What are the new amendments to the Social Security Code?
New amendments to the Social Security Code have been adopted by the National Assembly at second reading with the Bill to Amend and Supplement the Social Security Code, submitted by the Council of Ministers on 30 January 2026, concerning the manner in which individuals are insured for pension purposes.
At present, individuals are insured under a three-pillar social insurance system. The first pillar of pension insurance is the State Social Security system, administered by the National Social Security Institute (NSSI). The second pillar is mandatory pension insurance, provided by licensed pension insurance companies through two types of funds – an occupational pension fund and a universal pension fund (for persons born after 31 December 1959). The third pillar includes supplementary voluntary pension insurance funds for individuals who have reached the age of 16, managed by licensed pension insurance.
The amendments, which will enter into force on 1 January 2027, affect the pension system in its Second and Third Pillars. Within these pillars, so-called “sub-funds” will now be established, primarily affecting universal pension insurance.
What are sub-funds?
According to the amendments to the Social Security Code, sub-funds are segregated assets within a universal pension fund and are managed by the company representing it.
The type of sub-fund created is determined based on the maximum allowable proportion of its investments in variable-income financial instruments, as follows:
• Dynamic sub-fund – up to 90% of the assets in financial instruments under Art. 176, para. 1, items 7, 8, 12–16, and 18 of the Social Security Code.
• Balanced sub-fund – up to 55% of the assets in financial instruments under Art. 176, para. 1, items 7, 8, 12–15, and 18 of the Social Security Code.
• Conservative sub-fund – up to 25% of the assets in financial instruments under Art. 176, para. 1, items 7, 12, and 13 of the Social Security Code.
Each sub-fund is formed from the contributions and transferred funds of the insured persons within it and consists of the assets and liabilities undertaken in connection with its activities.
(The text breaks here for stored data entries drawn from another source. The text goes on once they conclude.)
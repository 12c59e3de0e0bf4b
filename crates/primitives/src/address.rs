//! Base58check address encoding and decoding.

use crate::hash::{hash160, sha256d};
use crate::network::Network;

const ALPHABET: &[u8; 58] = b"123456789ABCDEFGHJKLMNPQRSTUVWXYZabcdefghijkmnopqrstuvwxyz";

#[derive(Clone, Copy, Debug, Eq, PartialEq, Hash)]
pub enum AddressKind {
    P2pkh,
    P2sh,
}

impl AddressKind {
    pub fn version(self, network: Network) -> u8 {
        match self {
            AddressKind::P2pkh => network.p2pkh_version(),
            AddressKind::P2sh => network.p2sh_version(),
        }
    }
}

#[derive(Debug, Clone, PartialEq, Eq)]
pub enum AddressError {
    InvalidLength,
    InvalidCharacter,
    ChecksumMismatch,
    UnknownPrefix,
}

impl std::fmt::Display for AddressError {
    fn fmt(&self, f: &mut std::fmt::Formatter<'_>) -> std::fmt::Result {
        match self {
            AddressError::InvalidLength => write!(f, "address has invalid length"),
            AddressError::InvalidCharacter => write!(f, "address has non-base58 character"),
            AddressError::ChecksumMismatch => write!(f, "address checksum mismatch"),
            AddressError::UnknownPrefix => write!(f, "address has unknown version byte"),
        }
    }
}

impl std::error::Error for AddressError {}

pub fn encode_address(pkh: &[u8; 20], kind: AddressKind, network: Network) -> String {
    let mut payload = [0u8; 21];
    payload[0] = kind.version(network);
    payload[1..].copy_from_slice(pkh);
    base58check_encode(&payload)
}

/// Returns the 20-byte hash carried by `address`. The version byte is
/// stripped without being interpreted; see [`address_kind`] for that.
pub fn decode_address(address: &str) -> Result<[u8; 20], AddressError> {
    let payload = base58check_decode(address)?;
    if payload.len() != 21 {
        return Err(AddressError::InvalidLength);
    }
    let mut pkh = [0u8; 20];
    pkh.copy_from_slice(&payload[1..]);
    Ok(pkh)
}

pub fn is_address(address: &str) -> bool {
    decode_address(address).is_ok()
}

pub fn address_kind(address: &str) -> Result<(AddressKind, Network), AddressError> {
    let payload = base58check_decode(address)?;
    if payload.len() != 21 {
        return Err(AddressError::InvalidLength);
    }
    let version = payload[0];
    let network = Network::from_version(version).ok_or(AddressError::UnknownPrefix)?;
    let kind = if version == network.p2sh_version() {
        AddressKind::P2sh
    } else {
        AddressKind::P2pkh
    };
    Ok((kind, network))
}

/// Pay-to-pubkey outputs are indexed under the P2PKH address of the key.
pub fn pubkey_to_address(pubkey: &[u8], network: Network) -> String {
    encode_address(&hash160(pubkey), AddressKind::P2pkh, network)
}

pub fn address_to_script_pubkey(address: &str) -> Result<Vec<u8>, AddressError> {
    const OP_DUP: u8 = 0x76;
    const OP_HASH160: u8 = 0xa9;
    const OP_EQUAL: u8 = 0x87;
    const OP_EQUALVERIFY: u8 = 0x88;
    const OP_CHECKSIG: u8 = 0xac;

    let (kind, _) = address_kind(address)?;
    let hash = decode_address(address)?;
    let mut script = Vec::with_capacity(25);
    match kind {
        AddressKind::P2pkh => {
            script.extend_from_slice(&[OP_DUP, OP_HASH160, 0x14]);
            script.extend_from_slice(&hash);
            script.extend_from_slice(&[OP_EQUALVERIFY, OP_CHECKSIG]);
        }
        AddressKind::P2sh => {
            script.extend_from_slice(&[OP_HASH160, 0x14]);
            script.extend_from_slice(&hash);
            script.push(OP_EQUAL);
        }
    }
    Ok(script)
}

fn base58check_encode(payload: &[u8]) -> String {
    let mut data = Vec::with_capacity(payload.len() + 4);
    data.extend_from_slice(payload);
    data.extend_from_slice(&sha256d(payload)[..4]);
    base58_encode(&data)
}

fn base58check_decode(input: &str) -> Result<Vec<u8>, AddressError> {
    let bytes = base58_decode(input)?;
    if bytes.len() < 5 {
        return Err(AddressError::InvalidLength);
    }
    let (payload, checksum) = bytes.split_at(bytes.len() - 4);
    if checksum != &sha256d(payload)[..4] {
        return Err(AddressError::ChecksumMismatch);
    }
    Ok(payload.to_vec())
}

fn base58_encode(data: &[u8]) -> String {
    let zeros = data.iter().take_while(|b| **b == 0).count();
    // little-endian base-58 digits
    let mut digits: Vec<u8> = Vec::with_capacity(data.len() * 138 / 100 + 1);
    for &byte in &data[zeros..] {
        let mut carry = u32::from(byte);
        for digit in digits.iter_mut() {
            carry += u32::from(*digit) << 8;
            *digit = (carry % 58) as u8;
            carry /= 58;
        }
        while carry > 0 {
            digits.push((carry % 58) as u8);
            carry /= 58;
        }
    }
    let mut out = String::with_capacity(zeros + digits.len());
    out.extend(std::iter::repeat('1').take(zeros));
    out.extend(digits.iter().rev().map(|digit| ALPHABET[*digit as usize] as char));
    out
}

fn base58_decode(input: &str) -> Result<Vec<u8>, AddressError> {
    if input.is_empty() {
        return Err(AddressError::InvalidLength);
    }
    let zeros = input.bytes().take_while(|b| *b == b'1').count();
    let mut bytes: Vec<u8> = Vec::with_capacity(input.len());
    for ch in input.bytes().skip(zeros) {
        let mut carry = u32::from(base58_value(ch).ok_or(AddressError::InvalidCharacter)?);
        for byte in bytes.iter_mut() {
            carry += u32::from(*byte) * 58;
            *byte = (carry & 0xff) as u8;
            carry >>= 8;
        }
        while carry > 0 {
            bytes.push((carry & 0xff) as u8);
            carry >>= 8;
        }
    }
    let mut out = vec![0u8; zeros];
    out.extend(bytes.iter().rev());
    Ok(out)
}

fn base58_value(byte: u8) -> Option<u8> {
    ALPHABET
        .iter()
        .position(|value| *value == byte)
        .map(|pos| pos as u8)
}

#[cfg(test)]
mod tests {
    use super::*;

    #[test]
    fn base58_leading_zeros() {
        assert_eq!(base58_encode(&[]), "");
        assert_eq!(base58_encode(&[0, 0]), "11");
        assert_eq!(base58_encode(&[0, 0, 1]), "112");
        assert_eq!(base58_decode("112"), Ok(vec![0, 0, 1]));
        assert_eq!(base58_decode("11"), Ok(vec![0, 0]));
    }

    #[test]
    fn base58_known_vector() {
        assert_eq!(base58_encode(b"hello world"), "StV1DL6CwTryKyV");
        assert_eq!(base58_decode("StV1DL6CwTryKyV"), Ok(b"hello world".to_vec()));
    }

    #[test]
    fn rejects_ambiguous_characters() {
        for bad in ["0OIl", "1BvBMSEYstWetqTFn5Au4m4GFg7xJaNVN0"] {
            assert_eq!(base58_decode(bad), Err(AddressError::InvalidCharacter));
        }
    }

    #[test]
    fn address_kind_roundtrip() {
        let hash = [0x42u8; 20];
        for network in [Network::Mainnet, Network::Testnet] {
            for kind in [AddressKind::P2pkh, AddressKind::P2sh] {
                let address = encode_address(&hash, kind, network);
                assert_eq!(address_kind(&address), Ok((kind, network)));
            }
        }
    }
}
Under the newly adopted law, the assets cannot be used to fulfill obligations outside those related to the sub-fund’s activities, providing a certain level of security for individuals.
Monetary funds and other assets can be transferred between sub-funds within a universal pension fund. When entering into a participation agreement with a universal pension fund, the pension insurance company is required, based on data provided by the individual through a questionnaire, to assess the level of investment risk suitable for them and to advise them in choosing a sub-fund with an appropriate investment profile. An individual can transfer to a sub-fund within the same pension insurance company or another. Regardless of whether the sub-fund is new or existing, the company must inform the individual about their rights and obligations by providing a key information document on the sub-fund system. The individual may choose which sub-fund to participate in. If no choice is made, they are allocated automatically according to their age as follows:
• Dynamic universal sub-fund – until reaching 50 years of age.
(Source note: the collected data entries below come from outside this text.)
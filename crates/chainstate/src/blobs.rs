//! Append-only byte arena addressed by global offset.
//!
//! The arena is either one `blobs.dat` or, once split, a run of
//! `blobs.<n>.dat` files where file `n` holds exactly the global range
//! `[n * split_size, (n + 1) * split_size)`. Lengths are never stored; callers
//! keep them next to the offsets they were handed.

use std::fs::{File, OpenOptions};
use std::io::{ErrorKind, Read, Seek, SeekFrom, Write};
use std::path::{Path, PathBuf};
use std::sync::Mutex;

use crate::remote::{HttpPageSource, PageSource, RemoteError, RemotePages, DEFAULT_CACHE_PAGES};

pub const DEFAULT_SPLIT_SIZE: u64 = 5_000_000_000;
pub const UNSPLIT_FILE_NAME: &str = "blobs.dat";

#[derive(Debug)]
pub enum BlobError {
    Io(std::io::Error),
    BlobMissing { offset: u64, length: usize },
    Remote(RemoteError),
}

impl std::fmt::Display for BlobError {
    fn fmt(&self, f: &mut std::fmt::Formatter<'_>) -> std::fmt::Result {
        match self {
            BlobError::Io(err) => write!(f, "{err}"),
            BlobError::BlobMissing { offset, length } => write!(
                f,
                "blob at offset {offset} ({length} bytes) is not available locally or remotely"
            ),
            BlobError::Remote(err) => write!(f, "{err}"),
        }
    }
}

impl std::error::Error for BlobError {}

impl From<std::io::Error> for BlobError {
    fn from(err: std::io::Error) -> Self {
        BlobError::Io(err)
    }
}

impl From<RemoteError> for BlobError {
    fn from(err: RemoteError) -> Self {
        BlobError::Remote(err)
    }
}

/// What a read returns when neither the local files nor the remote hold the
/// requested range.
#[derive(Clone, Copy, Debug, Default, Eq, PartialEq)]
pub enum MissingBlobPolicy {
    #[default]
    Error,
    /// Tombstone mode for stores migrated without their oldest blobs: the
    /// read succeeds with zeros and a warning is logged.
    ZeroFill,
}

impl MissingBlobPolicy {
    pub fn parse(raw: &str) -> Option<Self> {
        match raw.trim().to_ascii_lowercase().as_str() {
            "error" => Some(Self::Error),
            "zerofill" | "zero-fill" | "zero" => Some(Self::ZeroFill),
            _ => None,
        }
    }
}

/// One physical file of the arena.
#[derive(Clone, Copy, Debug, Eq, PartialEq, Hash)]
pub enum BlobFile {
    Unsplit,
    Split(u32),
}

impl BlobFile {
    pub fn file_name(self) -> String {
        match self {
            BlobFile::Unsplit => UNSPLIT_FILE_NAME.to_string(),
            BlobFile::Split(index) => format!("blobs.{index}.dat"),
        }
    }

    fn parse_split(name: &str) -> Option<u32> {
        name.strip_prefix("blobs.")?
            .strip_suffix(".dat")?
            .parse()
            .ok()
    }
}

#[derive(Clone, Debug)]
pub struct BlobStoreConfig {
    pub dir: PathBuf,
    /// Used only when the directory holds no blob files yet.
    pub split: bool,
    pub split_size: u64,
    pub remote: Option<String>,
    pub cache_pages: usize,
    pub missing: MissingBlobPolicy,
}

impl BlobStoreConfig {
    pub fn new(dir: impl Into<PathBuf>) -> Self {
        Self {
            dir: dir.into(),
            split: false,
            split_size: DEFAULT_SPLIT_SIZE,
            remote: None,
            cache_pages: DEFAULT_CACHE_PAGES,
            missing: MissingBlobPolicy::Error,
        }
    }
}

pub struct BlobStore {
    dir: PathBuf,
    split: bool,
    split_size: u64,
    missing: MissingBlobPolicy,
    remote: Option<RemotePages>,
    end: Mutex<u64>,
}

impl BlobStore {
    pub fn open(config: BlobStoreConfig) -> Result<Self, BlobError> {
        let source = config
            .remote
            .as_ref()
            .map(|url| Box::new(HttpPageSource::new(url.clone())) as Box<dyn PageSource>);
        Self::open_with_source(config, source)
    }

    pub fn open_with_source(
        config: BlobStoreConfig,
        source: Option<Box<dyn PageSource>>,
    ) -> Result<Self, BlobError> {
        if config.split_size == 0 {
            return Err(BlobError::Io(std::io::Error::new(
                ErrorKind::InvalidInput,
                "blob split size must be non-zero",
            )));
        }
        std::fs::create_dir_all(&config.dir)?;
        let (split, end) = Self::scan(&config.dir, config.split, config.split_size)?;
        sqlchain_log::log_info!(
            "blob store {} opened ({}, end offset {end}, remote {})",
            config.dir.display(),
            if split { "split" } else { "unsplit" },
            config.remote.as_deref().unwrap_or("none"),
        );
        Ok(Self {
            dir: config.dir,
            split,
            split_size: config.split_size,
            missing: config.missing,
            remote: source.map(|source| RemotePages::new(source, config.cache_pages)),
            end: Mutex::new(end),
        })
    }

    /// An unsplit file always wins; otherwise the highest numbered file fixes
    /// the append position.
    fn scan(dir: &Path, split_default: bool, split_size: u64) -> Result<(bool, u64), BlobError> {
        let unsplit = dir.join(UNSPLIT_FILE_NAME);
        if unsplit.exists() {
            return Ok((false, std::fs::metadata(&unsplit)?.len()));
        }
        let mut highest: Option<u32> = None;
        for entry in std::fs::read_dir(dir)? {
            let entry = entry?;
            let Some(index) = entry.file_name().to_str().and_then(BlobFile::parse_split) else {
                continue;
            };
            highest = highest.max(Some(index));
        }
        match highest {
            Some(index) => {
                let len = std::fs::metadata(dir.join(BlobFile::Split(index).file_name()))?.len();
                Ok((true, u64::from(index) * split_size + len))
            }
            None => Ok((split_default, 0)),
        }
    }

    pub fn is_split(&self) -> bool {
        self.split
    }

    pub fn split_size(&self) -> u64 {
        self.split_size
    }

    /// Offset the next non-empty append will return.
    pub fn end_offset(&self) -> u64 {
        *self.end.lock().expect("blob store lock")
    }

    pub fn file_name_for(&self, index: u32) -> String {
        if self.split {
            BlobFile::Split(index).file_name()
        } else {
            BlobFile::Unsplit.file_name()
        }
    }

    /// Appends `bytes` and returns the global offset they start at. An empty
    /// payload is not stored and yields offset 0.
    pub fn append(&self, bytes: &[u8]) -> Result<u64, BlobError> {
        if bytes.is_empty() {
            return Ok(0);
        }
        let mut end = self.end.lock().expect("blob store lock");
        let offset = *end;
        for (file, local, range) in self.segments(offset, bytes.len()) {
            let mut handle = OpenOptions::new()
                .create(true)
                .write(true)
                .truncate(false)
                .open(self.dir.join(file.file_name()))?;
            handle.seek(SeekFrom::Start(local))?;
            handle.write_all(&bytes[range])?;
            handle.flush()?;
        }
        *end = offset + bytes.len() as u64;
        Ok(offset)
    }

    /// Reads `length` bytes at global `offset`, trying the local files, then
    /// the remote, then the missing-data policy.
    pub fn read(&self, offset: u64, length: usize) -> Result<Vec<u8>, BlobError> {
        if length == 0 {
            return Ok(Vec::new());
        }
        let mut out = vec![0u8; length];
        for (file, local, range) in self.read_segments(offset, length) {
            let chunk = &mut out[range];
            if self.read_local(file, local, chunk)? {
                continue;
            }
            if self.read_remote(file, local, chunk)? {
                continue;
            }
            return self.missing(offset, length);
        }
        Ok(out)
    }

    fn missing(&self, offset: u64, length: usize) -> Result<Vec<u8>, BlobError> {
        match self.missing {
            MissingBlobPolicy::Error => Err(BlobError::BlobMissing { offset, length }),
            MissingBlobPolicy::ZeroFill => {
                sqlchain_log::log_warn!(
                    "blob at offset {offset} ({length} bytes) missing; returning zeros"
                );
                Ok(vec![0u8; length])
            }
        }
    }

    fn read_local(&self, file: BlobFile, local: u64, buf: &mut [u8]) -> Result<bool, BlobError> {
        let mut handle = match File::open(self.dir.join(file.file_name())) {
            Ok(handle) => handle,
            Err(err) if err.kind() == ErrorKind::NotFound => return Ok(false),
            Err(err) => return Err(err.into()),
        };
        handle.seek(SeekFrom::Start(local))?;
        match handle.read_exact(buf) {
            Ok(()) => Ok(true),
            Err(err) if err.kind() == ErrorKind::UnexpectedEof => Ok(false),
            Err(err) => Err(err.into()),
        }
    }

    fn read_remote(&self, file: BlobFile, local: u64, buf: &mut [u8]) -> Result<bool, BlobError> {
        let Some(remote) = &self.remote else {
            return Ok(false);
        };
        sqlchain_log::log_debug!(
            "blob {} offset {local} not local; fetching {} bytes remotely",
            file.file_name(),
            buf.len()
        );
        match remote.read(file, local, buf.len() as u64)? {
            Some(bytes) => {
                buf.copy_from_slice(&bytes);
                Ok(true)
            }
            None => Ok(false),
        }
    }

    /// Segments for a read: a present unsplit file is tried first regardless
    /// of the split mode.
    fn read_segments(&self, offset: u64, length: usize) -> Vec<(BlobFile, u64, std::ops::Range<usize>)> {
        if self.split && !self.dir.join(UNSPLIT_FILE_NAME).exists() {
            self.segments(offset, length)
        } else {
            vec![(BlobFile::Unsplit, offset, 0..length)]
        }
    }

    /// Physical pieces of the global range `[offset, offset + length)`, each
    /// as (file, file-local offset, range within the caller's buffer).
    fn segments(&self, offset: u64, length: usize) -> Vec<(BlobFile, u64, std::ops::Range<usize>)> {
        if !self.split {
            return vec![(BlobFile::Unsplit, offset, 0..length)];
        }
        let mut out = Vec::new();
        let mut pos = offset;
        let mut done = 0usize;
        while done < length {
            let index = (pos / self.split_size) as u32;
            let local = pos % self.split_size;
            let room = self.split_size - local;
            let take = (length - done).min(usize::try_from(room).unwrap_or(usize::MAX));
            out.push((BlobFile::Split(index), local, done..done + take));
            done += take;
            pos += take as u64;
        }
        out
    }
}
• Balanced universal sub-fund – from 50 years of age to 3 years before the retirement age under Art. 68, para. 1 of the Social Security Code.
• Conservative universal sub-fund – for individuals with 3 years or less remaining until the retirement age under Art. 68, para. 1 of the Social Security Code.
The creation of sub-funds is also foreseen in the Third Pillar of pension provision. In this pillar, individuals may participate in more than one sub-fund.
Sub-funds are registered in the BULSTAT register.
What are the deadlines for choosing the investment method?
Insured persons in universal pension funds may, in compliance with the limit under Art. 163, para. 4, choose the way their funds are invested. They must submit a written application following the prescribed procedure, specifying the particular sub-fund in which their funds should be managed according to their age, between 1 September and 30 November 2026, after receiving consultation from the pension insurance company. The assessment of compliance with the limit is made based on the individual’s age as of 1 January 2027.
By 31 August 2026, pension insurance companies must adopt the investment policies of the universal pension funds and notify insured persons via a notice on their website and by email.
The pension insurance company managing a universal pension fund will automatically allocate, by 15 December 2026, those individuals who have not chosen a sub-fund, based on their age as of 1 January 2027, in accordance with Art. 137, para. 13.
In compliance with the limit under Art. 163, para. 4, any individual submitting an application to transfer from one universal pension fund to another during the last quarter of 2026 may, at the same time, submit a request to choose a sub-fund in which their funds will be managed, using the form provided by the company managing the fund they wish to join.